Neonatal Number Two May Foretell Allergy

Allergies & Asthma

Contents of baby’s first stool were a biomarker for early-life allergy risk in a study of 100 infants.

Infants who developed IgE-mediated atopy by age 1 showed a significantly poorer environment in their meconium — the fecal matter accumulated prior to birth and typically expelled within a few days of delivery — for microbiotal development compared with those without signs of allergic sensitization, reported Charisse Petersen, PhD, of the University of British Columbia in Vancouver, and colleagues in Cell Reports Medicine.

While the metabolomic compositions didn’t differ starkly enough in this study to serve as a clinical prognostic tool — a meconium metabolite panel showed an area under the receiver operating characteristic curve (AUC) of 0.59 — the study’s findings do provide another indication that intestinal bacteria play a role in allergic sensitization and may ultimately find clinical application.

“Understanding prenatal factors determining infant meconium composition and uncoupling the direct versus indirect effects of different meconium metabolites on immune development and bacterial colonization within neonates could lead to timely interventions to prevent the development of allergic sensitization,” the researchers wrote.

As Petersen and colleagues explained, previous studies had shown associations between atopic disorders (i.e., those involving excessive IgE activation) and low levels of intestinal bacteria thought to be beneficial.
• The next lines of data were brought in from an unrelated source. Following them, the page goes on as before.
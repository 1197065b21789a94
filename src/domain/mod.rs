pub mod auth;
pub mod panel;
pub mod page;
pub mod password;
That raises the question of how infants’ microbiota develop in the first place. Babies already come with some when they’re born — and the meconium “is not only a rich source of metabolites reflecting perinatal influences but also contains the starting material for the initial microbiota,” the group wrote.
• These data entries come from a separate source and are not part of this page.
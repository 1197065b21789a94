use std::time::Duration;

use chrono::{DateTime, Utc};
use color_eyre::Result;
use crossterm::event::{self, Event, KeyCode, KeyEvent, KeyEventKind, KeyModifiers};
use log::debug;
use mental_auth::{
    Control, Dispatch, Key, Page, PageConfig, PageController, PageEvent, Panel, TimerQueue,
};
use ratatui::layout::{Constraint, Direction, Layout, Rect};
use ratatui::style::{Color, Modifier, Style};
use ratatui::text::Line;
use ratatui::widgets::{Block, Paragraph};
use ratatui::{DefaultTerminal, Frame};
use tui_input::backend::crossterm::EventHandler;

use crate::data::{first_field, focus_ring, highlight, FieldInputs, Focus};
use crate::extension::{centered_column, centered_rect, Splittable};
use crate::login::LoginPanelWidget;
use crate::popup::{ModalNotifier, NoticePopup};
use crate::signup::SignupPanelWidget;

type Controller = PageController<ModalNotifier, TimerQueue>;

pub struct App {
    /// Is the application running?
    running: bool,
    controller: Controller,
    inputs: FieldInputs,
    focus: Focus,
    last_tick: DateTime<Utc>,
}

impl App {
    /// Construct a new instance of [`App`].
    pub fn new(config: PageConfig) -> Self {
        let controller = PageController::new(
            Page::default(),
            config,
            ModalNotifier::default(),
            TimerQueue::default(),
        );
        Self {
            running: true,
            controller,
            inputs: FieldInputs::default(),
            focus: first_field(Panel::Login),
            last_tick: Utc::now(),
        }
    }

    /// Run the application's main loop.
    pub async fn run(mut self, mut terminal: DefaultTerminal) -> Result<()> {
        self.running = true;
        while self.running {
            terminal.draw(|frame| self.draw(frame))?;
            self.handle_crossterm_events().await?;
            self.tick();
        }
        Ok(())
    }

    fn tick(&mut self) {
        let now = Utc::now();
        let elapsed = (now - self.last_tick).to_std().unwrap_or(Duration::ZERO);
        self.last_tick = now;
        self.controller.tick(elapsed);
    }

    /// Renders the user interface.
    fn draw(&mut self, frame: &mut Frame) {
        let column = centered_column(frame.area(), 64);
        let [title, tabs, panel, hints] = Layout::vertical([
            Constraint::Length(1),
            Constraint::Length(3),
            Constraint::Fill(1),
            Constraint::Length(1),
        ])
        .areas(column);

        frame.render_widget(
            Paragraph::new(self.controller.config().brand.as_str())
                .style(Style::default().add_modifier(Modifier::BOLD))
                .centered(),
            title,
        );
        self.draw_tabs(frame, tabs);

        self.inputs.cursor_position = None;
        let page = self.controller.page();
        match self.controller.active_panel() {
            Panel::Login => frame.render_stateful_widget(
                LoginPanelWidget {
                    page,
                    focus: self.focus,
                },
                panel,
                &mut self.inputs,
            ),
            Panel::Signup => frame.render_stateful_widget(
                SignupPanelWidget {
                    page,
                    focus: self.focus,
                },
                panel,
                &mut self.inputs,
            ),
        }
        frame.render_widget(
            Paragraph::new("←/→ switch panel · Tab move · Enter submit · Esc quit")
                .style(Style::default().add_modifier(Modifier::ITALIC))
                .centered(),
            hints,
        );

        if let Some(message) = self.controller.notifier().current() {
            let area = centered_rect(frame.area(), 50, 7);
            frame.render_widget(NoticePopup { message }, area);
        } else if let Some(position) = self.inputs.cursor_position {
            frame.set_cursor_position(position);
        }
    }

    fn draw_tabs(&self, frame: &mut Frame, area: Rect) {
        let page = self.controller.page();
        let [login, signup] = Layout::split_equal(area, Direction::Horizontal);
        let tabs = [
            (login, "Login", page.login_button.is_selected(), Control::LoginTab),
            (signup, "Signup", page.signup_button.is_selected(), Control::SignupTab),
        ];
        for (tab_area, label, selected, control) in tabs {
            let block = if selected {
                Block::bordered().border_style(Style::default().fg(Color::Cyan))
            } else {
                Block::bordered()
            };
            let label = highlight(label, self.focus == Focus::Control(control));
            let label = if selected {
                label.patch_style(Style::default().add_modifier(Modifier::BOLD))
            } else {
                label
            };
            frame.render_widget(
                Paragraph::new(Line::from(label)).centered().block(block),
                tab_area,
            );
        }
    }

    /// Reads the crossterm events and updates the state of [`App`].
    async fn handle_crossterm_events(&mut self) -> Result<()> {
        if event::poll(Duration::from_millis(100))? {
            if let Event::Key(key_event) = event::read()? {
                self.on_key_event(key_event);
            }
        }
        Ok(())
    }

    /// Handles the key events and updates the state of [`App`].
    fn on_key_event(&mut self, key: KeyEvent) {
        if key.kind != KeyEventKind::Press {
            return;
        }
        if key.modifiers == KeyModifiers::CONTROL && key.code == KeyCode::Char('c') {
            self.quit();
            return;
        }
        if self.controller.notifier().is_blocking() {
            if matches!(key.code, KeyCode::Enter | KeyCode::Esc) {
                self.controller.notifier_mut().dismiss();
            }
            return;
        }
        // the page-wide listener sees every key before the focused widget does
        if self.dispatch(PageEvent::KeyDown(page_key(key.code))) == Dispatch::Handled {
            return;
        }
        match key.code {
            KeyCode::Esc => self.quit(),
            KeyCode::Tab => self.move_focus(1),
            KeyCode::BackTab => self.move_focus(-1),
            KeyCode::Enter => self.activate_focus(),
            _ => self.edit_focused(key),
        }
    }

    fn dispatch(&mut self, event: PageEvent) -> Dispatch {
        let dispatch = self.controller.dispatch(event);
        if dispatch == Dispatch::Handled {
            debug!("handled {:?}", event);
            self.inputs.sync_from(self.controller.page());
            self.normalize_focus();
        }
        dispatch
    }

    fn activate_focus(&mut self) {
        let event = match self.focus {
            Focus::Field(field) => PageEvent::Submit(field.form()),
            Focus::Control(control) => PageEvent::Click(control),
            Focus::Submit(form) => PageEvent::Submit(form),
        };
        self.dispatch(event);
    }

    fn edit_focused(&mut self, key: KeyEvent) {
        let Focus::Field(field) = self.focus else {
            return;
        };
        let input = self.inputs.get_mut(field);
        if input.handle_event(&Event::Key(key)).is_some() {
            let value = input.value().to_string();
            field.write(self.controller.page_mut(), &value);
        }
    }

    fn move_focus(&mut self, step: isize) {
        let ring = focus_ring(self.controller.active_panel(), self.controller.page());
        let len = ring.len() as isize;
        let current = ring
            .iter()
            .position(|focus| *focus == self.focus)
            .map_or(0, |index| index as isize);
        let next = (current + step).rem_euclid(len) as usize;
        self.focus = ring[next];
    }

    /// Keeps focus inside the visible panel after a switch.
    fn normalize_focus(&mut self) {
        let panel = self.controller.active_panel();
        if !focus_ring(panel, self.controller.page()).contains(&self.focus) {
            self.focus = first_field(panel);
        }
    }

    /// Set running to false to quit the application.
    fn quit(&mut self) {
        self.running = false;
    }
}

fn page_key(code: KeyCode) -> Key {
    match code {
        KeyCode::Left => Key::ArrowLeft,
        KeyCode::Right => Key::ArrowRight,
        _ => Key::Other,
    }
}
Test results on meconia obtained from 950 infants enrolled in the Canadian Healthy Infant Longitudinal Development study underpinned the analysis. Stool samples in this large cohort were collected at median ages of 3 months and 1 year, which allowed the researchers to track microbiota development over time and to identify the bacterial types most closely associated with healthy development.

This initial analysis showed that babies “with an atopic response at 1 year had a significantly less-mature microbiota than healthy non-atopic infants had at early time points but not at the time of the [skin prick test] administration,” by which the researchers determined allergic sensitivity. Petersen and colleagues determined that this was not an age effect but instead was attributable to differences in microbiota composition.
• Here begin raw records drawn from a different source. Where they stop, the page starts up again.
use std::borrow::Cow;

use mental_auth::{Control, FormKind, Page, Panel, PasswordSlot};
use ratatui::layout::Position;
use ratatui::prelude::{Color, Span, Style};
use tui_input::Input;

#[derive(Debug, Clone, Copy, PartialEq, Eq)]
pub enum Field {
    LoginEmail,
    LoginPassword,
    FirstName,
    LastName,
    SignupEmail,
    SignupPassword,
}

impl Field {
    pub const ALL: [Field; 6] = [
        Field::LoginEmail,
        Field::LoginPassword,
        Field::FirstName,
        Field::LastName,
        Field::SignupEmail,
        Field::SignupPassword,
    ];

    pub fn form(self) -> FormKind {
        match self {
            Field::LoginEmail | Field::LoginPassword => FormKind::Login,
            _ => FormKind::Signup,
        }
    }

    pub fn title(self) -> &'static str {
        match self {
            Field::LoginEmail | Field::SignupEmail => "Email",
            Field::LoginPassword | Field::SignupPassword => "Password",
            Field::FirstName => "First name",
            Field::LastName => "Last name",
        }
    }

    pub fn password_slot(self) -> Option<PasswordSlot> {
        match self {
            Field::LoginPassword => Some(PasswordSlot::Login),
            Field::SignupPassword => Some(PasswordSlot::Signup),
            _ => None,
        }
    }

    pub fn value(self, page: &Page) -> &str {
        match self {
            Field::LoginEmail => page.login_form.email.value(),
            Field::LoginPassword => page.login_form.password.value(),
            Field::FirstName => page.signup_form.first_name.value(),
            Field::LastName => page.signup_form.last_name.value(),
            Field::SignupEmail => page.signup_form.email.value(),
            Field::SignupPassword => page.signup_form.password.value(),
        }
    }

    pub fn write(self, page: &mut Page, value: &str) {
        match self {
            Field::LoginEmail => page.login_form.email.set_value(value),
            Field::LoginPassword => page.login_form.password.set_value(value),
            Field::FirstName => page.signup_form.first_name.set_value(value),
            Field::LastName => page.signup_form.last_name.set_value(value),
            Field::SignupEmail => page.signup_form.email.set_value(value),
            Field::SignupPassword => page.signup_form.password.set_value(value),
        }
    }
}

#[derive(Debug, Clone, Copy, PartialEq, Eq)]
pub enum Focus {
    Field(Field),
    Control(Control),
    Submit(FormKind),
}

/// Tab order of the panel currently on screen. Reveal buttons only appear
/// when the page has them.
pub fn focus_ring(panel: Panel, page: &Page) -> Vec<Focus> {
    let mut ring = vec![
        Focus::Control(Control::LoginTab),
        Focus::Control(Control::SignupTab),
    ];
    match panel {
        Panel::Login => {
            ring.push(Focus::Field(Field::LoginEmail));
            ring.push(Focus::Field(Field::LoginPassword));
            if page.has_toggle(PasswordSlot::Login) {
                ring.push(Focus::Control(Control::LoginPasswordToggle));
            }
            ring.push(Focus::Submit(FormKind::Login));
            ring.push(Focus::Control(Control::ForgotPassword));
        }
        Panel::Signup => {
            ring.push(Focus::Field(Field::FirstName));
            ring.push(Focus::Field(Field::LastName));
            ring.push(Focus::Field(Field::SignupEmail));
            ring.push(Focus::Field(Field::SignupPassword));
            if page.has_toggle(PasswordSlot::Signup) {
                ring.push(Focus::Control(Control::SignupPasswordToggle));
            }
            ring.push(Focus::Submit(FormKind::Signup));
            ring.push(Focus::Control(Control::CancelSignup));
        }
    }
    ring
}

pub fn first_field(panel: Panel) -> Focus {
    match panel {
        Panel::Login => Focus::Field(Field::LoginEmail),
        Panel::Signup => Focus::Field(Field::FirstName),
    }
}

/// Editing buffers for every text field, mirrored into the page.
#[derive(Debug, Default)]
pub struct FieldInputs {
    login_email: Input,
    login_password: Input,
    first_name: Input,
    last_name: Input,
    signup_email: Input,
    signup_password: Input,
    pub(crate) cursor_position: Option<Position>,
}

impl FieldInputs {
    pub fn get(&self, field: Field) -> &Input {
        match field {
            Field::LoginEmail => &self.login_email,
            Field::LoginPassword => &self.login_password,
            Field::FirstName => &self.first_name,
            Field::LastName => &self.last_name,
            Field::SignupEmail => &self.signup_email,
            Field::SignupPassword => &self.signup_password,
        }
    }

    pub fn get_mut(&mut self, field: Field) -> &mut Input {
        match field {
            Field::LoginEmail => &mut self.login_email,
            Field::LoginPassword => &mut self.login_password,
            Field::FirstName => &mut self.first_name,
            Field::LastName => &mut self.last_name,
            Field::SignupEmail => &mut self.signup_email,
            Field::SignupPassword => &mut self.signup_password,
        }
    }

    /// Picks up values the controller changed, e.g. after a form reset.
    pub fn sync_from(&mut self, page: &Page) {
        for field in Field::ALL {
            let value = field.value(page);
            let input = self.get_mut(field);
            if input.value() != value {
                *input = Input::new(value.to_string());
            }
        }
    }
}

pub fn highlight<'a>(text: impl Into<Cow<'a, str>>, needed: bool) -> Span<'a> {
    if needed {
        Span::styled(text, Style::default().bg(Color::White).fg(Color::Black))
    } else {
        Span::styled(text, Style::default())
    }
}

#[cfg(test)]
mod tests {
    use super::*;
    use rstest::rstest;

    #[rstest]
    #[case(Panel::Login, 7)]
    #[case(Panel::Signup, 9)]
    fn test_ring_sizes(#[case] panel: Panel, #[case] expected: usize) {
        assert_eq!(focus_ring(panel, &Page::default()).len(), expected);
    }

    #[test]
    fn test_ring_skips_missing_toggles() {
        let ring = focus_ring(Panel::Login, &Page::without_toggles());
        assert!(!ring.contains(&Focus::Control(Control::LoginPasswordToggle)));
        assert!(ring.contains(&Focus::Control(Control::ForgotPassword)));
    }

    #[test]
    fn test_sync_from_page() {
        let mut page = Page::default();
        let mut inputs = FieldInputs::default();
        Field::SignupEmail.write(&mut page, "jane@doe.org");
        inputs.sync_from(&page);
        assert_eq!(inputs.get(Field::SignupEmail).value(), "jane@doe.org");

        page.signup_form.reset();
        inputs.sync_from(&page);
        assert_eq!(inputs.get(Field::SignupEmail).value(), "");
    }
}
The group then turned to meconium samples from 100 infants, performing a metabolomics survey. Fetuses don’t eat, of course, but they nevertheless accumulate material in their digestive tract, including “skin and gut cells, amniotic fluid, vernix, and lanugo hair,” which serves as a growth medium for their future intestinal microflora. This analysis confirmed that babies who became atopic during their first year, on average, already lacked the foundation for healthy microbial diversity. Petersen and colleagues found “modest correspondence between the meconium metabolome and the microbiota composition at the early visit,” they wrote.

Analysis for prenatal factors associated with the unhealthy type of meconium identified several: parental atopy, maternal smoking, infants’ sex, having at least one older sibling, and race/ethnicity (white vs “other”). Addition of these variables to the predictive model linking meconium factors to subsequent allergic sensitivity raised the AUC from 0.59 to 0.75.

Limitations to the study included the small number of infants with meconium analysis, thus requiring further confirmation of the results in larger and more diverse populations, Petersen and colleagues noted.

Disclosures

Study authors declared they had no relevant financial interests.